Kinda what I thought regarding RAD. He's got you pulling the bike all the way into your body and then seeing if the grips land right in your hands. Besides big bunny hop motions, how often are _most_ riders pulling the steerer into their nuts? Doesn't seem like a frequently used/needed motion...


----------



## B. Rock (Mar 9, 2011)

OP, I usually like your posts but this one wears a bit thin. I find zero shock seeing this now on the Lenz site https://lenzsport.com/bicycle-fit/ . That's a relatively recent addition, and one I saw them post about on fb recently.

Anyone draw any parallels between that and the Outside article, and what the initial post is poking at? Anyone know what bike manufacturer OP generally rides? Wink wink.

The times have changed. I loved my PunkAss Lunchbox but having moved onto more modern geometry (although carefully selected) I have a bike that is overall better hands down. And yes, including tech trails like Moore Fun, Dakota, and a trip out to New England for their tighter trails.


----------



## prj71 (Dec 29, 2014)

Flyer said:


> These stupid low BBs and cramped cockpits due to steep ST angles have lengthened bikes but done little for comfort or slow-speed technical handling. I think it has gone a bit too far and we are on bikes with really long wheelbases. To gain some of that comfort back, maybe many choose bigger bikes. I know I am starting to, though I prefer the handling of shorter wheelbases.


I agree with the lower BB being a problem. With the advent of dropper posts there there is no need for a 335 or less BB height. Center of gravity is around the waist area and stability can be better controlled using the dropper vs. lowering the BB bracket which only increases the risk of pedal strikes.
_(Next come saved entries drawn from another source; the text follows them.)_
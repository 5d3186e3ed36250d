#![doc = include_str!("../README.md")]

mod server;

use blog_tonic_core::proto::{FILE_DESCRIPTOR_SET, blog_service_server::BlogServiceServer};
use clap::Parser;
use futures::Stream;
use server::config::{CliArgs, ServerConfig, StoreKind};
use server::service::handler::BlogHandler;
use server::store::{BlogStoreArc, memory::MemoryBlogStore, mongo::MongoBlogStore};
use server::telemetry::{TelemetryProviders, init_telemetry};
use std::sync::Arc;
use tokio::io::{AsyncRead, AsyncWrite};
use tokio::net::TcpListener;
use tokio::signal;
use tokio_stream::wrappers::TcpListenerStream;
use tonic::transport::server::Connected;
use tonic::{codec::CompressionEncoding, transport::Server};
use tonic_health::server::HealthReporter;
use tonic_reflection::server::Builder;
use tonic_web::GrpcWebLayer;
use tower::ServiceBuilder;
use tower_http::cors::{Any, CorsLayer};

// Using mimalloc for better performance under contention, especially in musl
// environments.
#[global_allocator]
static GLOBAL: mimalloc::MiMalloc = mimalloc::MiMalloc;

#[tokio::main]
async fn main() -> anyhow::Result<()> {
    // Load from .env
    let _ = dotenvy::dotenv();
    let args = CliArgs::parse();
    let config = ServerConfig::try_from(args)?;

    let providers = init_telemetry(&config)?;
    let store = open_store(&config).await?;

    let res = if config.uds {
        #[cfg(unix)]
        {
            use tokio::net::UnixListener;
            use tokio_stream::wrappers::UnixListenerStream;
            let uds_path = config.server_addr.clone();
            let uds = UnixListener::bind(&uds_path)?;
            let incoming = UnixListenerStream::new(uds);
            log_startup_info(&uds_path, &config);
            let res = run_server_with_incoming(providers, incoming, config, store.clone()).await;
            // Best effort; a panic might still leave the socket file behind.
            let _ = std::fs::remove_file(&uds_path);
            res
        }
        #[cfg(not(unix))]
        {
            anyhow::bail!("Unix domain sockets are not supported on this platform");
        }
    } else {
        let tcp_path = config.server_addr.clone();
        let tcp = TcpListener::bind(&tcp_path).await?;
        let incoming = TcpListenerStream::new(tcp);
        log_startup_info(&tcp_path, &config);
        run_server_with_incoming(providers, incoming, config, store.clone()).await
    };

    store.close().await;
    tracing::info!("End of program");
    res
}

async fn open_store(config: &ServerConfig) -> anyhow::Result<BlogStoreArc> {
    let store: BlogStoreArc = match config.store {
        StoreKind::Mongo => Arc::new(
            MongoBlogStore::connect(&config.mongo_uri, &config.database, &config.collection)
                .await?,
        ),
        StoreKind::Memory => {
            tracing::warn!("Using the in-memory store; blogs are lost on exit");
            Arc::new(MemoryBlogStore::new())
        }
    };
    Ok(store)
}

async fn run_server_with_incoming<I, IO, IE>(
    providers: TelemetryProviders,
    incoming: I,
    config: ServerConfig,
    store: BlogStoreArc,
) -> anyhow::Result<()>
where
    I: Stream<Item = Result<IO, IE>>,
    IO: AsyncRead + AsyncWrite + Connected + Unpin + Send + 'static,
    IE: Into<tower::BoxError>,
{
    let (health_reporter, health_service) = tonic_health::server::health_reporter();
    health_reporter
        .set_serving::<BlogServiceServer<BlogHandler>>()
        .await;

    let service = BlogHandler::new(config, store);

    let reflection = Builder::configure()
        .register_encoded_file_descriptor_set(FILE_DESCRIPTOR_SET)
        .build_v1()?;

    Server::builder()
        .accept_http1(true)
        .http2_adaptive_window(Some(true))
        .layer(
            ServiceBuilder::new()
                .layer(
                    CorsLayer::new()
                        .allow_origin(Any)
                        .allow_methods(Any)
                        .allow_headers(Any),
                )
                .layer(GrpcWebLayer::new()),
        )
        .add_service(health_service.clone())
        .add_service(reflection)
        .add_service(build_blog_service(service.clone()))
        .serve_with_incoming_shutdown(
            incoming,
            shutdown_signal(service, health_reporter, providers),
        )
        .await?;

    tracing::info!("Service shut down successfully");
    Ok(())
}

fn log_startup_info(addr: &str, config: &ServerConfig) {
    if cfg!(debug_assertions) {
        tracing::info!(
            "Starting blog service on {} with full config: {:#?}",
            addr,
            config
        );
    } else {
        tracing::info!(
            "Starting blog service on {} with {} store",
            addr,
            config.store.as_str()
        );
    }
}

fn build_blog_service(service: BlogHandler) -> BlogServiceServer<BlogHandler> {
    BlogServiceServer::new(service)
        .send_compressed(CompressionEncoding::Zstd)
        .send_compressed(CompressionEncoding::Gzip)
        .send_compressed(CompressionEncoding::Deflate)
        .accept_compressed(CompressionEncoding::Zstd)
        .accept_compressed(CompressionEncoding::Gzip)
        .accept_compressed(CompressionEncoding::Deflate)
}

async fn shutdown_signal(
    service: BlogHandler,
    health_reporter: HealthReporter,
    providers: TelemetryProviders,
) {
    #[cfg(unix)]
    let terminate = async {
        signal::unix::signal(signal::unix::SignalKind::terminate())
            .expect("failed to install signal handler")
            .recv()
            .await;
    };

    #[cfg(not(unix))]
    let terminate = std::future::pending::<()>();

    let ctrl_c = async {
        signal::ctrl_c()
            .await
            .expect("failed to install Ctrl+C handler");
    };

    tokio::select! {
        () = ctrl_c => tracing::info!("Received Ctrl+C signal"),
        () = terminate => tracing::info!("Received SIGTERM signal"),
    }

    tracing::info!("Shutdown signal received, terminating gracefully...");

    // 1. Publish the status
    health_reporter
        .set_not_serving::<BlogServiceServer<BlogHandler>>()
        .await;

    // 2. Refuse new work and drain in-flight streams
    service.shutdown().await;

    // 3. Flush whatever telemetry is still buffered
    providers.shutdown();
}
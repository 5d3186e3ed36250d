//! Logging, tracing and metrics for the blog server.
//!
//! Console logging through `tracing_subscriber` is always installed. Two cargo
//! features add OpenTelemetry export over OTLP/gRPC to the collector at
//! `--otlp-endpoint`:
//!
//! - `otel`: spans from `#[tracing::instrument]` on every RPC and from the
//!   `streaming` span around each `ListBlog` feeder.
//! - `metrics`: the instruments behind the `increment_*`/`record_*` helpers
//!   below. Without the feature those helpers compile to nothing.
//!
//! Both exporters tag their data with the same resource: the service name and
//! version, the configured store and, for MongoDB, the database and collection
//! the blogs live in.
//!
//! ```bash
//! cargo run --bin blog-tonic-server --features otel,metrics -- \
//!     --otlp-endpoint http://collector:4317
//! ```

use crate::server::config::{ServerConfig, StoreKind};
use tracing_subscriber::{EnvFilter, layer::SubscriberExt, util::SubscriberInitExt};

#[cfg(any(feature = "otel", feature = "metrics"))]
use anyhow::Context;
#[cfg(any(feature = "otel", feature = "metrics"))]
use opentelemetry::{InstrumentationScope, KeyValue};
#[cfg(any(feature = "otel", feature = "metrics"))]
use opentelemetry_otlp::WithExportConfig;
#[cfg(any(feature = "otel", feature = "metrics"))]
use opentelemetry_sdk::Resource;
#[cfg(any(feature = "otel", feature = "metrics"))]
use opentelemetry_semantic_conventions as semconv;

#[cfg(feature = "otel")]
use opentelemetry::trace::TracerProvider;
#[cfg(feature = "otel")]
use opentelemetry_sdk::{propagation::TraceContextPropagator, trace::SdkTracerProvider};

#[cfg(feature = "metrics")]
use opentelemetry::metrics::{Counter, Histogram, UpDownCounter};
#[cfg(feature = "metrics")]
use opentelemetry_sdk::metrics::{PeriodicReader, SdkMeterProvider};
#[cfg(feature = "metrics")]
use std::sync::OnceLock;

#[cfg(any(feature = "otel", feature = "metrics"))]
const SERVICE_NAME: &str = "blog-tonic-server";
#[cfg(any(feature = "otel", feature = "metrics"))]
const EXPORT_TIMEOUT: std::time::Duration = std::time::Duration::from_secs(10);

/// Providers that must be flushed before the process exits.
pub struct TelemetryProviders {
    #[cfg(feature = "otel")]
    tracer_provider: SdkTracerProvider,
    #[cfg(feature = "metrics")]
    meter_provider: SdkMeterProvider,
}

impl TelemetryProviders {
    /// Flushes buffered spans and metrics, then shuts the exporters down.
    ///
    /// Failures are logged; there is nothing left to retry at this point.
    pub fn shutdown(self) {
        #[cfg(feature = "otel")]
        if let Err(e) = self
            .tracer_provider
            .force_flush()
            .and_then(|()| self.tracer_provider.shutdown())
        {
            tracing::warn!("Failed to flush spans: {e}");
        }

        #[cfg(feature = "metrics")]
        if let Err(e) = self
            .meter_provider
            .force_flush()
            .and_then(|()| self.meter_provider.shutdown())
        {
            tracing::warn!("Failed to flush metrics: {e}");
        }
    }
}

/// Installs the global subscriber and, when enabled, the OTLP exporters.
pub fn init_telemetry(config: &ServerConfig) -> anyhow::Result<TelemetryProviders> {
    let registry = tracing_subscriber::registry()
        .with(EnvFilter::try_from_default_env().unwrap_or_else(|_| "info".into()))
        .with(
            tracing_subscriber::fmt::layer()
                .with_thread_ids(true)
                .with_line_number(true)
                .with_target(false)
                .with_timer(tracing_subscriber::fmt::time::ChronoLocal::rfc_3339())
                .with_file(true)
                .pretty(),
        );

    #[cfg(any(feature = "otel", feature = "metrics"))]
    let (resource, scope) = {
        let resource = Resource::builder()
            .with_service_name(SERVICE_NAME)
            .with_attributes(
                resource_attributes(config)
                    .into_iter()
                    .map(|(key, value)| KeyValue::new(key, value)),
            )
            .build();
        let scope = InstrumentationScope::builder(SERVICE_NAME)
            .with_version(env!("CARGO_PKG_VERSION"))
            .with_schema_url(semconv::SCHEMA_URL)
            .build();
        (resource, scope)
    };

    #[cfg(feature = "otel")]
    let (registry, tracer_provider) = {
        let exporter = opentelemetry_otlp::SpanExporter::builder()
            .with_tonic()
            .with_endpoint(config.otlp_endpoint.clone())
            .with_timeout(EXPORT_TIMEOUT)
            .build()
            .context("failed to build OTLP span exporter")?;
        let tracer_provider = SdkTracerProvider::builder()
            .with_resource(resource.clone())
            .with_batch_exporter(exporter)
            .build();

        opentelemetry::global::set_text_map_propagator(TraceContextPropagator::new());
        opentelemetry::global::set_tracer_provider(tracer_provider.clone());
        let layer = tracing_opentelemetry::layer()
            .with_tracer(tracer_provider.tracer_with_scope(scope.clone()))
            .with_error_records_to_exceptions(true);
        (registry.with(layer), tracer_provider)
    };

    #[cfg(feature = "metrics")]
    let meter_provider = {
        let exporter = opentelemetry_otlp::MetricExporter::builder()
            .with_tonic()
            .with_endpoint(config.otlp_endpoint.clone())
            .with_timeout(EXPORT_TIMEOUT)
            .build()
            .context("failed to build OTLP metric exporter")?;
        let reader = PeriodicReader::builder(exporter)
            .with_interval(std::time::Duration::from_secs(15))
            .build();
        let meter_provider = SdkMeterProvider::builder()
            .with_resource(resource)
            .with_reader(reader)
            .build();

        opentelemetry::global::set_meter_provider(meter_provider.clone());
        let _ = METRICS.set(BlogMetrics::new(&opentelemetry::global::meter_with_scope(
            scope,
        )));
        meter_provider
    };

    registry.init();

    if cfg!(any(feature = "otel", feature = "metrics")) {
        tracing::info!("Exporting telemetry to {}", config.otlp_endpoint);
    }

    Ok(TelemetryProviders {
        #[cfg(feature = "otel")]
        tracer_provider,
        #[cfg(feature = "metrics")]
        meter_provider,
    })
}

/// Resource attributes describing this deployment.
///
/// The Mongo URI is left out since it may carry credentials.
#[cfg_attr(not(any(feature = "otel", feature = "metrics")), allow(dead_code))]
fn resource_attributes(config: &ServerConfig) -> Vec<(&'static str, String)> {
    let mut attrs = vec![
        ("service.version", env!("CARGO_PKG_VERSION").to_string()),
        ("blog.store", config.store.as_str().to_string()),
    ];
    if config.store == StoreKind::Mongo {
        attrs.push(("db.system.name", "mongodb".to_string()));
        attrs.push(("db.namespace", config.database.clone()));
        attrs.push(("db.collection.name", config.collection.clone()));
    }
    attrs
}

#[cfg(feature = "metrics")]
struct BlogMetrics {
    requests: Counter<u64>,
    request_errors: Counter<u64>,
    streams_inflight: UpDownCounter<i64>,
    stream_duration: Histogram<f64>,
    blogs_streamed: Counter<u64>,
}

#[cfg(feature = "metrics")]
static METRICS: OnceLock<BlogMetrics> = OnceLock::new();

#[cfg(feature = "metrics")]
impl BlogMetrics {
    fn new(meter: &opentelemetry::metrics::Meter) -> Self {
        Self {
            requests: meter
                .u64_counter("requests")
                .with_description("gRPC requests received, by RPC")
                .build(),
            request_errors: meter
                .u64_counter("request_errors")
                .with_description("Failed requests and errored ListBlog streams, by RPC")
                .build(),
            streams_inflight: meter
                .i64_up_down_counter("streams_inflight")
                .with_description("ListBlog streams currently being fed")
                .build(),
            stream_duration: meter
                .f64_histogram("stream_duration")
                .with_unit("ms")
                .with_description("Time from ListBlog call to the last blog sent")
                .build(),
            blogs_streamed: meter
                .u64_counter("blogs_streamed")
                .with_description("Blogs sent over ListBlog streams")
                .build(),
        }
    }
}

#[cfg(feature = "metrics")]
fn record(f: impl FnOnce(&BlogMetrics)) {
    if let Some(metrics) = METRICS.get() {
        f(metrics);
    }
}

pub fn increment_requests(rpc: &'static str) {
    #[cfg(feature = "metrics")]
    record(|m| m.requests.add(1, &[KeyValue::new(semconv::attribute::RPC_METHOD, rpc)]));
    #[cfg(not(feature = "metrics"))]
    let _ = rpc;
}

pub fn increment_request_errors(rpc: &'static str) {
    #[cfg(feature = "metrics")]
    record(|m| m.request_errors.add(1, &[KeyValue::new(semconv::attribute::RPC_METHOD, rpc)]));
    #[cfg(not(feature = "metrics"))]
    let _ = rpc;
}

pub fn increment_streams_inflight() {
    #[cfg(feature = "metrics")]
    record(|m| m.streams_inflight.add(1, &[]));
}

pub fn decrement_streams_inflight() {
    #[cfg(feature = "metrics")]
    record(|m| m.streams_inflight.add(-1, &[]));
}

pub fn record_stream_duration(duration_ms: f64) {
    #[cfg(feature = "metrics")]
    record(|m| m.stream_duration.record(duration_ms, &[]));
    #[cfg(not(feature = "metrics"))]
    let _ = duration_ms;
}

pub fn increment_blogs_streamed() {
    #[cfg(feature = "metrics")]
    record(|m| m.blogs_streamed.add(1, &[]));
}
Love my 349 mm BB height on my bike.


----------



## NWA_Tre (Sep 30, 2021)

VTSession said:


> I don't really care about angles or new acronyms that I should be going by, I love my bigger bike and it fits like a glove.


This is literally all that matters and is totally subjective to everyone. I would add that everyone should always be willing to keep trying new bikes/sizes with an open mind. We might feel like we're on the most perfect bike...and maybe we are...but we'll never know if we have nothing to compare it to. It's all relative. Trails, person, frame, components. I guess this is why some people have several bikes, too...


----------



## NWA_Tre (Sep 30, 2021)

vikb said:


> Keeping in mind the smaller medium frame I am on now is still longer than the XL frame I rode in 2009. So smaller is relative!


I will be in this boat, except likely going to Large from XL. My current bike has a very steep HTA. When that slackens out in my next bike, the wheelbase will get longer on a Large than my current XL. Reach will actually be slightly more as well, while ETT stays within millimeters.


----------



## NWA_Tre (Sep 30, 2021)

kpdemello said:


> I'm not sitting when I'm doing the majority of my bike handling.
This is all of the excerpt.